Tampa Bay Buccaneers
Armstrong was selected by the Tampa Bay Buccaneers in the third round (79th overall) of the 1992 NFL Draft. As a rookie, he started 7 games and although he was mostly used as a blocking tight end, he was a part of one of the longest passing plays in franchise history, an 81-yard touchdown reception against the Los Angeles Rams on December 6. In 1992 and 1993 he was a backup to Ron Hall, and from 1994 to 1995 to Jackie Harris. He was waived on August 25, 1996.

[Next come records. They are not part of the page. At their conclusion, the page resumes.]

//! Address types for physical and effective memory.
//!
//! This module provides wrappers around physical and effective (virtual) addresses, with
//! the accessors the hashed MMU needs: segment register number, page index and the
//! abbreviated page index stored in a page table entry.

use core::fmt;
use core::ops::{Add, Sub};

use crate::arch::{self, ADDR_API_SHIFT, ADDR_PIDX, PAGE_SHIFT, SEGMENT_SHIFT};
use crate::{FrameNumber, PageNumber};

#[cfg(any(test, feature = "software-emulation", not(target_arch = "powerpc")))]
use crate::arch::EmulatedMemory;

/// Address translator for reaching physical memory from the kernel.
///
/// This enum supports two modes:
/// - Hardware: physical memory is mapped at a fixed offset (zero when running with block
///   address translation covering low memory)
/// - Emulated: physical memory is a host buffer (testing mode)
pub enum AddressTranslator {
    /// Hardware translation using a direct-map offset.
    Hardware { direct_map_offset: usize },
    /// Emulated translation using a simulated memory region.
    #[cfg(any(test, feature = "software-emulation", not(target_arch = "powerpc")))]
    Emulated(EmulatedMemory),
}

impl AddressTranslator {
    /// Creates a new hardware translator with the given direct-map offset.
    pub const fn hardware(direct_map_offset: usize) -> Self {
        Self::Hardware { direct_map_offset }
    }

    /// Creates a new emulated translator with the given memory size.
    #[cfg(any(test, feature = "software-emulation", not(target_arch = "powerpc")))]
    pub fn emulated(size: usize) -> Self {
        Self::Emulated(EmulatedMemory::new(size))
    }

    /// Sets the global address translator.
    ///
    /// # Panics
    ///
    /// Panics if the translator has already been set.
    pub fn set_current(translator: AddressTranslator) {
        #[cfg(not(any(test, feature = "software-emulation", not(target_arch = "powerpc"))))]
        {
            if ADDRESS_TRANSLATOR.get().is_some() {
                panic!("address translator already set");
            }
            ADDRESS_TRANSLATOR.call_once(|| translator);
        }

        #[cfg(any(test, feature = "software-emulation", not(target_arch = "powerpc")))]
        {
            ADDRESS_TRANSLATOR.with(|t| {
                if t.get().is_some() {
                    panic!("address translator already set");
                }
                t.call_once(|| translator);
            });
        }
    }

    /// Returns a reference to the current global address translator.
    ///
    /// # Panics
    ///
    /// Panics if the translator has not been set yet.
    pub fn current() -> &'static AddressTranslator {
        Self::try_current().expect(
            "address translator not set; call AddressTranslator::set_current during initialization",
        )
    }

    /// Returns a reference to the current global address translator if it has been set.
    pub fn try_current() -> Option<&'static AddressTranslator> {
        #[cfg(not(any(test, feature = "software-emulation", not(target_arch = "powerpc"))))]
        {
            ADDRESS_TRANSLATOR.get()
        }

        #[cfg(any(test, feature = "software-emulation", not(target_arch = "powerpc")))]
        {
            ADDRESS_TRANSLATOR.with(|t| {
                // SAFETY: Each thread owns its translator, it is never replaced once set, and
                // the thread-local outlives every borrow taken on that thread.
                t.get()
                    .map(|translator| unsafe { &*(translator as *const AddressTranslator) })
            })
        }
    }

    /// Translates a physical address to a kernel-accessible virtual address.
    pub fn phys_to_virt(&self, phys: usize) -> usize {
        match self {
            Self::Hardware { direct_map_offset } => phys.wrapping_add(*direct_map_offset),
            #[cfg(any(test, feature = "software-emulation", not(target_arch = "powerpc")))]
            Self::Emulated(mem) => mem.translate(phys) as usize,
        }
    }

    /// Translates a kernel-accessible virtual address back to a physical address.
    pub fn virt_to_phys(&self, virt: usize) -> usize {
        match self {
            Self::Hardware { direct_map_offset } => virt.wrapping_sub(*direct_map_offset),
            #[cfg(any(test, feature = "software-emulation", not(target_arch = "powerpc")))]
            Self::Emulated(mem) => mem.ptr_to_phys(virt as *const u8),
        }
    }

    /// Translates a physical address to a typed pointer.
    pub fn phys_to_ptr<T>(&self, phys: usize) -> *mut T {
        self.phys_to_virt(phys) as *mut T
    }

    fn is_emulated(&self) -> bool {
        match self {
            Self::Hardware { .. } => false,
            #[cfg(any(test, feature = "software-emulation", not(target_arch = "powerpc")))]
            Self::Emulated(_) => true,
        }
    }
}

#[cfg(not(any(test, feature = "software-emulation", not(target_arch = "powerpc"))))]
static ADDRESS_TRANSLATOR: spin::Once<AddressTranslator> = spin::Once::new();

#[cfg(any(test, feature = "software-emulation", not(target_arch = "powerpc")))]
std::thread_local! {
    static ADDRESS_TRANSLATOR: spin::Once<AddressTranslator> = spin::Once::new();
}

macro_rules! impl_address_common {
    ($name:ident, $doc:expr) => {
        #[doc = $doc]
        #[derive(Clone, Copy, PartialEq, Eq, PartialOrd, Ord, Hash)]
        #[repr(transparent)]
        pub struct $name(usize);

        impl $name {
            /// Returns the raw address value.
            #[inline]
            pub const fn as_usize(self) -> usize {
                self.0
            }

            /// Checks if the address is aligned to the given alignment.
            ///
            /// # Panics
            ///
            /// Panics if `align` is not a power of two.
            #[inline]
            pub const fn is_aligned(self, align: usize) -> bool {
                assert!(align.is_power_of_two(), "alignment must be a power of two");
                self.0 & (align - 1) == 0
            }

            /// Aligns the address down to the given alignment.
            #[inline]
            pub const fn align_down(self, align: usize) -> Self {
                assert!(align.is_power_of_two(), "alignment must be a power of two");
                Self(self.0 & !(align - 1))
            }

            /// Aligns the address up to the given alignment.
            #[inline]
            pub const fn align_up(self, align: usize) -> Self {
                assert!(align.is_power_of_two(), "alignment must be a power of two");
                Self((self.0 + align - 1) & !(align - 1))
            }

            /// Returns the byte offset within the page.
            #[inline]
            pub const fn page_offset(self) -> usize {
                self.0 & (arch::PAGE_SIZE - 1)
            }
        }

        impl fmt::Debug for $name {
            fn fmt(&self, f: &mut fmt::Formatter<'_>) -> fmt::Result {
                write!(f, "{}({:#x})", stringify!($name), self.0)
            }
        }

        impl fmt::Display for $name {
            fn fmt(&self, f: &mut fmt::Formatter<'_>) -> fmt::Result {
                write!(f, "{:#010x}", self.0)
            }
        }

        impl From<u32> for $name {
            #[inline]
            fn from(addr: u32) -> Self {
                Self::new(addr as usize)
            }
        }

        impl Add<usize> for $name {
            type Output = Self;

            #[inline]
            fn add(self, rhs: usize) -> Self::Output {
                Self::new(self.0 + rhs)
            }
        }

        impl Sub<usize> for $name {
            type Output = Self;

            #[inline]
            fn sub(self, rhs: usize) -> Self::Output {
                Self::new(self.0 - rhs)
            }
        }

        impl Sub<$name> for $name {
            type Output = usize;

            #[inline]
            fn sub(self, rhs: $name) -> Self::Output {
                self.0 - rhs.0
            }
        }
    };
}

impl_address_common!(
    PhysicalAddress,
    "A physical memory address.\n\n\
     Physical addresses on 32-bit OEA processors are 32 bits wide; the page frame number\n\
     occupies the upper 20 bits."
);

impl PhysicalAddress {
    /// Creates a new physical address.
    ///
    /// # Panics
    ///
    /// Panics if the address exceeds the architecture's maximum physical address width.
    #[inline]
    pub const fn new(addr: usize) -> Self {
        assert!(
            arch::validate_physical(addr),
            "physical address exceeds maximum width"
        );
        Self(addr)
    }

    /// Converts a kernel-accessible pointer back to the physical address it maps.
    ///
    /// # Panics
    ///
    /// Panics if the address translator has not been set via [`AddressTranslator::set_current`].
    #[inline]
    pub fn from_ptr<T>(ptr: *const T) -> Self {
        Self::new(AddressTranslator::current().virt_to_phys(ptr as usize))
    }

    /// Returns a kernel-accessible pointer to this physical address.
    ///
    /// # Panics
    ///
    /// Panics if the address translator has not been set via [`AddressTranslator::set_current`].
    #[inline]
    pub fn to_ptr<T>(self) -> *mut T {
        AddressTranslator::current().phys_to_ptr(self.0)
    }

    /// Returns the corresponding frame number for this physical address.
    #[inline]
    pub fn frame_number(self) -> FrameNumber {
        FrameNumber::from(self)
    }
}

impl_address_common!(
    VirtualAddress,
    "An effective (virtual) memory address.\n\n\
     The top four bits select a segment register, the next sixteen are the page index\n\
     within the segment, and the low twelve are the byte offset within the page."
);

impl VirtualAddress {
    /// Creates a new effective address.
    ///
    /// # Panics
    ///
    /// Panics if the address does not fit in 32 bits.
    #[inline]
    pub const fn new(addr: usize) -> Self {
        assert!(
            arch::validate_virtual(addr),
            "effective address exceeds 32 bits"
        );
        Self(addr)
    }

    /// Creates an address from a host pointer.
    ///
    /// In emulated mode host pointers do not fit the guest's 32-bit address space, so
    /// validation is bypassed.
    #[inline]
    pub fn from_ptr<T>(ptr: *const T) -> Self {
        if AddressTranslator::try_current().is_some_and(|t| t.is_emulated()) {
            return Self(ptr as usize);
        }
        Self::new(ptr as usize)
    }

    /// Returns the segment register number covering this address.
    #[inline]
    pub const fn segment(self) -> usize {
        (self.0 >> SEGMENT_SHIFT) & (arch::SEGMENT_COUNT - 1)
    }

    /// Returns the page index within the segment (16 bits), the input to the hash.
    #[inline]
    pub const fn page_index(self) -> usize {
        (self.0 & ADDR_PIDX) >> PAGE_SHIFT
    }

    /// Returns the abbreviated page index: the top six bits of the page index.
    #[inline]
    pub const fn api(self) -> u32 {
        ((self.0 >> ADDR_API_SHIFT) & 0x3f) as u32
    }

    /// Converts the address to a pointer.
    #[inline]
    pub const fn as_ptr<T>(self) -> *const T {
        self.0 as *const T
    }

    /// Converts the address to a mutable pointer.
    #[inline]
    pub const fn as_mut_ptr<T>(self) -> *mut T {
        self.0 as *mut T
    }

    /// Gets the corresponding page number for this address.
    #[inline]
    pub fn page_number(self) -> PageNumber {
        PageNumber::from(self)
    }
}
//! Page records for managed physical memory.
//!
//! The memory map holds one [`Frame`] per page of every usable boot region, in sorted
//! ranges, and answers the reverse lookup the page-table manager uses to decide whether a
//! physical address is managed.
//!
//! # Building a Memory Map
//!
//! Implement [`BootMemoryRegion`] on the firmware's memory map entry type, then call
//! [`MemoryMap::from_boot_map`]:
//!
//! ```ignore
//! struct OpenFirmwareRegion { /* ... */ }
//!
//! impl BootMemoryRegion for OpenFirmwareRegion {
//!     fn base(&self) -> PhysicalAddress { /* ... */ }
//!     fn size(&self) -> usize { /* ... */ }
//!     fn is_usable(&self) -> bool { /* ... */ }
//! }
//!
//! let records = MemoryMap::from_boot_map(&regions);
//! ```

use alloc::boxed::Box;
use alloc::vec::Vec;

use crate::{Frame, FrameNumber, PAGE_SIZE, PageRecords, PhysicalAddress};

/// Represents a single entry in a boot-time memory map.
pub trait BootMemoryRegion {
    /// Returns the base physical address of this region.
    fn base(&self) -> PhysicalAddress;

    /// Returns the size of this region in bytes.
    fn size(&self) -> usize;

    /// Returns whether this region contains usable memory.
    ///
    /// Non-usable memory (firmware, device memory, etc.) should return `false`.
    fn is_usable(&self) -> bool;
}

struct FrameRange {
    start: FrameNumber,
    frames: Box<[Frame]>,
}

impl FrameRange {
    fn end(&self) -> FrameNumber {
        self.start + self.frames.len()
    }
}

/// Page records for every usable page reported at boot.
pub struct MemoryMap {
    ranges: Box<[FrameRange]>,
}

impl MemoryMap {
    /// Builds records for every whole page inside the usable regions of `regions`.
    ///
    /// Overlapping usable regions are merged so that each page has exactly one record.
    pub fn from_boot_map<R: BootMemoryRegion>(regions: &[R]) -> Self {
        let mut spans: Vec<(usize, usize)> = regions
            .iter()
            .filter(|region| region.is_usable() && region.size() != 0)
            .map(|region| {
                let start = region.base().as_usize().div_ceil(PAGE_SIZE);
                let end = (region.base().as_usize() + region.size()) / PAGE_SIZE;
                (start, end)
            })
            .filter(|(start, end)| start < end)
            .collect();
        spans.sort_unstable();

        let mut merged: Vec<(usize, usize)> = Vec::with_capacity(spans.len());
        for (start, end) in spans {
            match merged.last_mut() {
                Some((_, last_end)) if start <= *last_end => *last_end = (*last_end).max(end),
                _ => merged.push((start, end)),
            }
        }

        let ranges = merged
            .into_iter()
            .map(|(start, end)| FrameRange {
                start: FrameNumber::new(start),
                frames: (start..end).map(|_| Frame::new()).collect(),
            })
            .collect();

        let map = Self { ranges };
        log::debug!(
            "memory map: {} managed pages in {} ranges",
            map.managed_pages(),
            map.ranges.len()
        );
        map
    }

    /// Returns the number of pages that have a record.
    pub fn managed_pages(&self) -> usize {
        self.ranges.iter().map(|range| range.frames.len()).sum()
    }

    /// Returns the record for the page containing `pa`, if it is managed.
    pub fn frame(&self, pa: PhysicalAddress) -> Option<&Frame> {
        let frame = pa.frame_number();
        let index = self.ranges.partition_point(|range| range.end() <= frame);
        let range = self.ranges.get(index)?;
        if frame < range.start {
            return None;
        }
        range.frames.get(frame - range.start)
    }
}

impl PageRecords for MemoryMap {
    fn record(&self, pa: PhysicalAddress) -> Option<&Frame> {
        self.frame(pa)
    }
}

#[cfg(test)]
pub(crate) mod tests {
    use super::*;

    pub(crate) struct TestRegion {
        pub(crate) base: usize,
        pub(crate) size: usize,
        pub(crate) usable: bool,
    }

    impl BootMemoryRegion for TestRegion {
        fn base(&self) -> PhysicalAddress {
            PhysicalAddress::new(self.base)
        }

        fn size(&self) -> usize {
            self.size
        }

        fn is_usable(&self) -> bool {
            self.usable
        }
    }

    fn region(base: usize, size: usize, usable: bool) -> TestRegion {
        TestRegion { base, size, usable }
    }

    #[test]
    fn records_only_usable_pages() {
        let map = MemoryMap::from_boot_map(&[
            region(0x0, 0x4000, true),
            region(0x4000, 0x4000, false),
            region(0x8000_0000, 0x2000, true),
        ]);
        assert_eq!(map.managed_pages(), 6);
        assert!(map.frame(PhysicalAddress::new(0x3fff)).is_some());
        assert!(map.frame(PhysicalAddress::new(0x4000)).is_none());
        assert!(map.frame(PhysicalAddress::new(0x8000_1000)).is_some());
        assert!(map.frame(PhysicalAddress::new(0x8000_2000)).is_none());
    }

    #[test]
    fn partial_pages_are_not_managed() {
        let map = MemoryMap::from_boot_map(&[region(0x800, 0x2000, true)]);
        assert_eq!(map.managed_pages(), 1);
        assert!(map.frame(PhysicalAddress::new(0x1000)).is_some());
        assert!(map.frame(PhysicalAddress::new(0x0)).is_none());
    }

    #[test]
    fn overlapping_regions_share_records() {
        let map = MemoryMap::from_boot_map(&[
            region(0x2000, 0x3000, true),
            region(0x0, 0x3000, true),
        ]);
        assert_eq!(map.managed_pages(), 5);
        let a = map.frame(PhysicalAddress::new(0x2000)).unwrap() as *const Frame;
        let b = map.record(PhysicalAddress::new(0x2fff)).unwrap() as *const Frame;
        assert_eq!(a, b);
    }
}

Dallas Cowboys (first stint)
On August 27, 1996, the Dallas Cowboys signed him for blocking purposes after tight end Kendell Watkins was lost for the season. He appeared in 16 games with 7 starts, registering 2 receptions for 10 yards. He announced his retirement after the Cowboys didn't re-sign him and selected David LaFleur in the first round of the 1997 NFL Draft.

St. Louis Rams
On July 19, 1998, he was signed by the St. Louis Rams as a free agent. He played as a backup in 12 games, while making 6 receptions for 54 yards. He retired at the end of the season because he felt that he should be starting over rookie tight end Ernie Conwell.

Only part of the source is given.